WHAT YOU ARE ASKED TO DO:
Which lines of the entries below include "flags"? List them all.

Entries taken from a collection:
***
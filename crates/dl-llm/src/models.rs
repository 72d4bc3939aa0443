//! OpenRouter model catalogue and the picker's fuzzy filter.

use serde::{Deserialize, Serialize};
use tracing::debug;

use crate::call::{CallOptions, send_within};
use crate::error::CallError;
use crate::request::OPENROUTER_MODELS_ENDPOINT;
use crate::response::error_message;
use crate::transport::{HttpRequest, Transport};

/// Most entries [`filter_models`] returns.
pub const MODEL_LIST_LIMIT: usize = 100;

#[derive(Debug, Clone, Serialize, PartialEq, Eq)]
pub struct ModelInfo {
    pub id: String,
    pub name: String,
}

#[derive(Deserialize)]
struct ModelList {
    data: Vec<RawModel>,
}

#[derive(Deserialize)]
struct RawModel {
    id: String,
    #[serde(default)]
    name: Option<String>,
}

/// Fetch every model OpenRouter offers.
///
/// Only the timeout and cancel token of `options` apply.
///
/// # Errors
///
/// [`CallError::Config`] for a blank key, transport and HTTP failures as
/// for completions, and [`CallError::Http`] when the listing does not parse.
pub async fn list_openrouter_models<T: Transport>(
    transport: &T,
    api_key: &str,
    options: &CallOptions,
) -> Result<Vec<ModelInfo>, CallError> {
    let api_key = api_key.trim();
    if api_key.is_empty() {
        return Err(CallError::Config(String::from("no API key configured for OpenRouter")));
    }
    let request =
        HttpRequest::get(OPENROUTER_MODELS_ENDPOINT).header("Authorization", format!("Bearer {api_key}"));

    let response = send_within(transport, request, options).await?;
    if !response.is_success() {
        return Err(CallError::Http {
            status: response.status,
            message: error_message(&response.body)
                .unwrap_or_else(|| format!("API error: {}", response.status)),
        });
    }

    let list: ModelList = serde_json::from_str(&response.body).map_err(|err| CallError::Http {
        status: response.status,
        message: format!("unexpected model list: {err}"),
    })?;
    let models: Vec<ModelInfo> = list
        .data
        .into_iter()
        .map(|raw| {
            let name = raw.name.filter(|name| !name.trim().is_empty()).unwrap_or_else(|| raw.id.clone());
            ModelInfo { id: raw.id, name }
        })
        .collect();
    debug!("OpenRouter lists {} models", models.len());
    Ok(models)
}

/// Whether the characters of `query` appear in `text` in order,
/// ignoring case. A blank query matches everything.
#[must_use]
pub fn fuzzy_match(query: &str, text: &str) -> bool {
    let query = query.trim().to_lowercase();
    let text = text.to_lowercase();
    let mut haystack = text.chars();
    query.chars().all(|wanted| haystack.any(|c| c == wanted))
}

/// Models whose id or name fuzzily matches `query`, at most
/// [`MODEL_LIST_LIMIT`] of them, in catalogue order.
#[must_use]
pub fn filter_models<'a>(models: &'a [ModelInfo], query: &str) -> Vec<&'a ModelInfo> {
    models
        .iter()
        .filter(|model| fuzzy_match(query, &model.id) || fuzzy_match(query, &model.name))
        .take(MODEL_LIST_LIMIT)
        .collect()
}
//! Fixed paints and sizes the sanitizer writes into host-bound SVG.

use serde::{Deserialize, Serialize};

/// Configuration for SVG sanitization.
#[derive(Debug, Clone, Serialize, Deserialize, PartialEq)]
#[serde(default)]
pub struct SanitizeConfig {
    /// Fill given to `<text>` elements that declare none.
    pub text_fill: String,
    /// Replacement for the symbolic `currentColor` paint.
    pub current_color_fallback: String,
    /// Fill of injected node labels.
    pub label_fill: String,
    /// Font size of injected node labels, in pixels.
    pub label_font_size: f32,
    /// Id fragment marking a per-node group (`flowchart-<node>-<n>`).
    pub node_group_marker: String,
    /// Minimal sanitizer: fill for `<path>` elements without one.
    pub minimal_path_fill: String,
    /// Minimal sanitizer: fill for basic shapes without one.
    pub minimal_shape_fill: String,
    /// Minimal sanitizer: stroke for paths and basic shapes without one.
    pub minimal_stroke: String,
}

impl Default for SanitizeConfig {
    fn default() -> Self {
        Self {
            text_fill: String::from("#333333"),
            current_color_fallback: String::from("#333333"),
            label_fill: String::from("#333333"),
            label_font_size: 14.0,
            node_group_marker: String::from("flowchart-"),
            minimal_path_fill: String::from("none"),
            minimal_shape_fill: String::from("#f4f4f4"),
            minimal_stroke: String::from("#333333"),
        }
    }
}
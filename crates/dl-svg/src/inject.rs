//! Writes node labels back into label containers the renderer left empty.
//!
//! A node group is a `<g>` whose id contains the node-group marker followed
//! by the node id and a `-<n>` counter (`flowchart-Start-3`). Inside it, the
//! first `<g class="label">` holding no `<text>` receives one centred text
//! element.

use std::borrow::Cow;

use dl_core::{LabelMap, SanitizeConfig};
use tracing::debug;

use crate::attributes::{Attributes, escape_xml_text, format_number};
use crate::scan::{self, Scanner, TagKind};

/// Where injected label text comes from.
pub trait LabelSource {
    fn resolve<'a>(&'a self, node_id: &'a str) -> Option<&'a str>;
}

impl LabelSource for LabelMap {
    fn resolve<'a>(&'a self, node_id: &'a str) -> Option<&'a str> {
        self.get(node_id)
    }
}

/// Uses the node id itself as the label.
#[derive(Debug, Clone, Copy, Default)]
pub struct RawNodeIds;

impl LabelSource for RawNodeIds {
    fn resolve<'a>(&'a self, node_id: &'a str) -> Option<&'a str> {
        Some(node_id)
    }
}

/// Looks a node up in the map, falling back to its raw id.
#[derive(Debug, Clone, Copy)]
pub struct LabelsOrRawIds<'m>(pub &'m LabelMap);

impl LabelSource for LabelsOrRawIds<'_> {
    fn resolve<'a>(&'a self, node_id: &'a str) -> Option<&'a str> {
        self.0.get(node_id).or(Some(node_id))
    }
}

/// Node id encoded in a node group's id, if it is one.
///
/// The marker must start the id or follow a `-`; the node id is what lies
/// between the marker and the trailing `-<digits>` counter.
#[must_use]
pub fn node_id_from_group_id<'a>(group_id: &'a str, marker: &str) -> Option<&'a str> {
    if marker.is_empty() {
        return None;
    }
    group_id.match_indices(marker).find_map(|(at, _)| {
        if at > 0 && !group_id[..at].ends_with('-') {
            return None;
        }
        let (node, counter) = group_id[at + marker.len()..].rsplit_once('-')?;
        let numbered = !counter.is_empty() && counter.bytes().all(|b| b.is_ascii_digit());
        (numbered && !node.is_empty()).then_some(node)
    })
}

enum Role {
    Plain,
    Node { id: String, slot: usize },
    Label { slot: usize, has_text: bool, at: (f32, f32) },
}

/// Inject labels from `source` into every node group that needs one.
///
/// Returns the document (borrowed when nothing changed) and the number of
/// labels written. At most one label is written per node group.
#[must_use]
pub fn inject_labels<'d>(
    doc: &'d str,
    source: &dyn LabelSource,
    config: &SanitizeConfig,
) -> (Cow<'d, str>, usize) {
    let marker = config.node_group_marker.as_str();
    let mut stack: Vec<Role> = Vec::new();
    // Per node group: whether its label is settled.
    let mut settled: Vec<bool> = Vec::new();
    let mut inserts: Vec<(usize, String)> = Vec::new();

    for tag in Scanner::new(doc) {
        match tag.kind {
            TagKind::Start => {
                if tag.name == "text"
                    && let Some(Role::Label { has_text, .. }) = stack
                        .iter_mut()
                        .rev()
                        .find(|role| matches!(role, Role::Label { .. }))
                {
                    *has_text = true;
                }
                if tag.self_closing {
                    continue;
                }
                let role = if tag.name == "g" {
                    group_role(&Attributes::parse(tag.attrs), marker, &stack, &mut settled)
                } else {
                    Role::Plain
                };
                stack.push(role);
            }
            TagKind::End => {
                let Some(Role::Label { slot, has_text, at }) = stack.pop() else {
                    continue;
                };
                if settled[slot] {
                    continue;
                }
                settled[slot] = true;
                if has_text {
                    continue;
                }
                if let Some(label) = enclosing_node(&stack, slot).and_then(|id| source.resolve(id)) {
                    inserts.push((tag.start, label_element(label, at, config)));
                }
            }
            TagKind::Comment | TagKind::Declaration | TagKind::CData => {}
        }
    }

    if inserts.is_empty() {
        return (Cow::Borrowed(doc), 0);
    }
    let count = inserts.len();
    let mut out = String::with_capacity(doc.len() + count * 128);
    let mut copied = 0;
    for (at, element) in &inserts {
        out.push_str(&doc[copied..*at]);
        out.push_str(element);
        copied = *at;
    }
    out.push_str(&doc[copied..]);
    debug!("Injected {count} node labels into {} node groups", settled.len());
    (Cow::Owned(out), count)
}

fn group_role(attrs: &Attributes, marker: &str, stack: &[Role], settled: &mut Vec<bool>) -> Role {
    if let Some(node) = attrs
        .get("id")
        .and_then(|id| node_id_from_group_id(id, marker))
    {
        settled.push(false);
        return Role::Node {
            id: node.to_string(),
            slot: settled.len() - 1,
        };
    }

    if !attrs.has_class("label") || stack.iter().any(|role| matches!(role, Role::Label { .. })) {
        return Role::Plain;
    }
    match stack.iter().rev().find_map(|role| match role {
        Role::Node { slot, .. } => Some(*slot),
        _ => None,
    }) {
        Some(slot) if !settled[slot] => Role::Label {
            slot,
            has_text: false,
            at: attrs.get("transform").map(centre_of).unwrap_or_default(),
        },
        _ => Role::Plain,
    }
}

fn enclosing_node(stack: &[Role], slot: usize) -> Option<&str> {
    stack.iter().rev().find_map(|role| match role {
        Role::Node { id, slot: s } if *s == slot => Some(id.as_str()),
        _ => None,
    })
}

/// The label group's `translate(tx, ty)` moves its origin to the top-left
/// of the label box; the node centre is the inverse. Components that do not
/// parse to a finite number count as zero.
fn centre_of(transform: &str) -> (f32, f32) {
    let Some(args) = transform
        .split_once("translate(")
        .and_then(|(_, rest)| rest.split_once(')'))
        .map(|(args, _)| args)
    else {
        return (0.0, 0.0);
    };
    let mut numbers = args
        .split(|c: char| c == ',' || c.is_whitespace())
        .filter(|s| !s.is_empty())
        .map(|s| s.parse::<f32>().ok().filter(|v| v.is_finite()).unwrap_or(0.0));
    let tx = numbers.next().unwrap_or(0.0);
    let ty = numbers.next().unwrap_or(0.0);
    (-tx, -ty)
}

fn label_element(label: &str, (x, y): (f32, f32), config: &SanitizeConfig) -> String {
    let mut attrs = Attributes::new();
    attrs.set("x", &format_number(x));
    attrs.set("y", &format_number(y));
    attrs.set("text-anchor", "middle");
    attrs.set("dominant-baseline", "central");
    attrs.set("fill", &config.label_fill);
    attrs.set("font-size", &format_number(config.label_font_size));

    let mut out = String::new();
    scan::write_start_tag(&mut out, "text", &attrs, false);
    out.push_str(&escape_xml_text(label));
    out.push_str("</text>");
    out
}

#[cfg(test)]
mod tests {
    use super::*;

    fn labels(pairs: &[(&str, &str)]) -> LabelMap {
        let mut map = LabelMap::new();
        for (id, label) in pairs {
            map.insert_first(id, label);
        }
        map
    }

    const NODE: &str = concat!(
        r#"<svg><g class="nodes"><g id="flowchart-A-0" class="node" transform="translate(50, 20)">"#,
        r#"<rect width="80" height="40"/><g class="label" transform="translate(-24, -12)"><rect/></g>"#,
        r#"</g></g></svg>"#,
    );

    #[test]
    fn parses_node_group_ids() {
        assert_eq!(node_id_from_group_id("flowchart-A-0", "flowchart-"), Some("A"));
        assert_eq!(node_id_from_group_id("mermaid-1-flowchart-my-node-12", "flowchart-"), Some("my-node"));
        assert_eq!(node_id_from_group_id("flowchart-A", "flowchart-"), None);
        assert_eq!(node_id_from_group_id("flowchart--3", "flowchart-"), None);
        assert_eq!(node_id_from_group_id("subflowchart-A-0", "flowchart-"), None);
        assert_eq!(node_id_from_group_id("L-A-B-0", "flowchart-"), None);
    }

    #[test]
    fn injects_centred_label() {
        let (out, count) = inject_labels(NODE, &labels(&[("A", "Start")]), &SanitizeConfig::default());
        assert_eq!(count, 1);
        assert!(out.contains(concat!(
            r#"<g class="label" transform="translate(-24, -12)"><rect/>"#,
            r##"<text x="24" y="12" text-anchor="middle" dominant-baseline="central" fill="#333333" font-size="14">Start</text></g>"##,
        )));
    }

    #[test]
    fn falls_back_to_raw_id() {
        let (out, count) = inject_labels(NODE, &LabelsOrRawIds(&LabelMap::new()), &SanitizeConfig::default());
        assert_eq!(count, 1);
        assert!(out.contains(">A</text>"));
        let (out, _) = inject_labels(NODE, &RawNodeIds, &SanitizeConfig::default());
        assert!(out.contains(">A</text>"));
    }

    #[test]
    fn unknown_node_without_fallback_is_left_alone() {
        let (out, count) = inject_labels(NODE, &labels(&[("B", "Other")]), &SanitizeConfig::default());
        assert_eq!(count, 0);
        assert_eq!(out, NODE);
    }

    #[test]
    fn existing_text_is_not_duplicated() {
        let doc = NODE.replace("<rect/></g>", "<text>Start</text></g>");
        let (out, count) = inject_labels(&doc, &RawNodeIds, &SanitizeConfig::default());
        assert_eq!(count, 0);
        assert!(matches!(out, Cow::Borrowed(_)));
    }

    #[test]
    fn injects_once_per_group() {
        let doc = NODE.replace(
            "<rect/></g></g>",
            r#"<rect/></g><g class="label"><rect/></g></g>"#,
        );
        let (out, count) = inject_labels(&doc, &RawNodeIds, &SanitizeConfig::default());
        assert_eq!(count, 1);
        assert_eq!(out.matches("<text").count(), 1);
    }

    #[test]
    fn edge_labels_are_ignored() {
        let doc = r#"<svg><g class="edgeLabel"><g class="label"><rect/></g></g></svg>"#;
        let (out, count) = inject_labels(doc, &RawNodeIds, &SanitizeConfig::default());
        assert_eq!(count, 0);
        assert_eq!(out, doc);
    }

    #[test]
    fn escapes_label_text() {
        let (out, _) = inject_labels(NODE, &labels(&[("A", r#"a < b & "c""#)]), &SanitizeConfig::default());
        assert!(out.contains(">a &lt; b &amp; &quot;c&quot;</text>"));
    }

    #[test]
    fn label_without_transform_is_centred_on_origin() {
        let doc = NODE.replace(r#" transform="translate(-24, -12)""#, "");
        let (out, _) = inject_labels(&doc, &RawNodeIds, &SanitizeConfig::default());
        assert!(out.contains(r#"<text x="0" y="0""#));
    }

    #[test]
    fn parses_translate_forms() {
        assert_eq!(centre_of("translate(-24 -12.5)"), (24.0, 12.5));
        assert_eq!(centre_of("translate(10)"), (-10.0, -0.0));
        assert_eq!(centre_of("scale(2)"), (0.0, 0.0));
        assert_eq!(centre_of("translate(inf, -NaN)"), (-0.0, -0.0));
    }

    #[test]
    fn degenerate_translate_still_yields_numeric_coordinates() {
        let doc = NODE.replace("translate(-24, -12)", "translate(NaN, 1e12)");
        let (out, count) = inject_labels(&doc, &labels(&[("A", "Start")]), &SanitizeConfig::default());
        assert_eq!(count, 1);
        assert!(out.contains(r#"<text x="0" y="-999999995904""#), "{out}");
        assert!(!out.contains("NaN"));
        assert!(!out.contains("2147483648"));
    }

    #[test]
    fn label_fill_is_escaped_as_an_attribute() {
        let config = SanitizeConfig {
            label_fill: r#"a"b'c"#.to_string(),
            ..SanitizeConfig::default()
        };
        let (out, _) = inject_labels(NODE, &RawNodeIds, &config);
        assert!(out.contains(r#"fill="a&quot;b&#39;c""#), "{out}");
    }
}
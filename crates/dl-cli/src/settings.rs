//! Read-only settings for `dl`: command-line flags, then the environment,
//! then a TOML file, then built-in defaults.

use std::fmt;
use std::path::Path;
use std::time::Duration;

use anyhow::{Context, Result};
use clap::Args;
use dl_core::{ProviderConfig, ProviderKind, SanitizeConfig};
use serde::Deserialize;
use tracing::debug;

/// Looked up in the working directory when `--config` is not given.
pub const DEFAULT_SETTINGS_FILE: &str = "diagramlift.toml";

/// Environment variable holding the provider API key.
pub const API_KEY_ENV: &str = "DIAGRAMLIFT_API_KEY";

/// Contents of a settings file. Every field is optional.
#[derive(Clone, Default, Deserialize, PartialEq)]
#[serde(default, deny_unknown_fields)]
pub struct Settings {
    pub provider: Option<ProviderKind>,
    pub model: Option<String>,
    pub api_key: Option<String>,
    pub base_url: Option<String>,
    pub timeout_secs: Option<u64>,
    pub sanitize: SanitizeConfig,
}

impl fmt::Debug for Settings {
    fn fmt(&self, f: &mut fmt::Formatter<'_>) -> fmt::Result {
        f.debug_struct("Settings")
            .field("provider", &self.provider)
            .field("model", &self.model)
            .field("api_key", &self.api_key.as_ref().map(|_| "<redacted>"))
            .field("base_url", &self.base_url)
            .field("timeout_secs", &self.timeout_secs)
            .field("sanitize", &self.sanitize)
            .finish()
    }
}

impl Settings {
    /// Parse the settings file at `path`.
    pub fn load(path: &Path) -> Result<Self> {
        let text = std::fs::read_to_string(path)
            .with_context(|| format!("Failed to read settings file: {}", path.display()))?;
        let settings: Self =
            toml::from_str(&text).with_context(|| format!("Invalid settings file: {}", path.display()))?;
        debug!("Loaded settings from {}", path.display());
        Ok(settings)
    }

    /// An explicit path must exist; the default file is used only if present.
    pub fn discover(explicit: Option<&Path>) -> Result<Self> {
        if let Some(path) = explicit {
            return Self::load(path);
        }
        let fallback = Path::new(DEFAULT_SETTINGS_FILE);
        if fallback.is_file() {
            Self::load(fallback)
        } else {
            Ok(Self::default())
        }
    }

    /// Merge flags, the environment key and this file into one provider config.
    #[must_use]
    pub fn provider_config(&self, args: &ProviderArgs, env_key: Option<&str>) -> ProviderConfig {
        let provider = args.provider.or(self.provider).unwrap_or_default();
        let api_key = args
            .api_key
            .as_deref()
            .or(env_key.filter(|key| !key.trim().is_empty()))
            .or(self.api_key.as_deref())
            .unwrap_or_default();
        let model = args.model.as_deref().or(self.model.as_deref()).unwrap_or_default();

        let config = ProviderConfig::new(provider, api_key).with_model(model);
        match args.base_url.as_deref().or(self.base_url.as_deref()) {
            Some(base_url) => config.with_base_url(base_url),
            None => config,
        }
    }

    #[must_use]
    pub fn timeout(&self, args: &ProviderArgs, default: Duration) -> Duration {
        args.timeout_secs
            .or(self.timeout_secs)
            .map_or(default, Duration::from_secs)
    }
}

/// Provider flags shared by the network commands.
#[derive(Clone, Default, Args)]
pub struct ProviderArgs {
    /// Provider (openai, openrouter, gemini, custom)
    #[arg(short, long)]
    pub provider: Option<ProviderKind>,

    /// Model identifier; blank uses the provider default
    #[arg(short, long)]
    pub model: Option<String>,

    /// API key (overrides DIAGRAMLIFT_API_KEY and the settings file)
    #[arg(long)]
    pub api_key: Option<String>,

    /// Base URL of an OpenAI-compatible endpoint (custom provider only)
    #[arg(long)]
    pub base_url: Option<String>,

    /// Request timeout in seconds
    #[arg(long)]
    pub timeout_secs: Option<u64>,
}

impl fmt::Debug for ProviderArgs {
    fn fmt(&self, f: &mut fmt::Formatter<'_>) -> fmt::Result {
        f.debug_struct("ProviderArgs")
            .field("provider", &self.provider)
            .field("model", &self.model)
            .field("api_key", &self.api_key.as_ref().map(|_| "<redacted>"))
            .field("base_url", &self.base_url)
            .field("timeout_secs", &self.timeout_secs)
            .finish()
    }
}
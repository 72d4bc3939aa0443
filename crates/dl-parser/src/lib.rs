#![forbid(unsafe_code)]

//! Reads node labels out of Mermaid flowchart source.
//!
//! The renderer does not always emit label text into its SVG, so the
//! sanitizer recovers labels from the source it was rendered from.

mod labels;

pub use labels::{NodeDeclaration, NodeShape, extract_labels, scan_node_declarations};

/// Marker that starts a comment line (also used by `%%{init}%%` directives).
pub const COMMENT_MARKER: &str = "%%";

/// First line that is neither blank nor a comment, trimmed.
#[must_use]
pub fn first_significant_line(source: &str) -> Option<&str> {
    source
        .lines()
        .map(str::trim)
        .find(|line| !line.is_empty() && !line.starts_with(COMMENT_MARKER))
}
***
RESULT OF THE TASK:
//! Read-only settings for `dl`: command-line flags, then the environment,
    /// Merge flags, the environment key and this file into one provider config.
/// Provider flags shared by the network commands.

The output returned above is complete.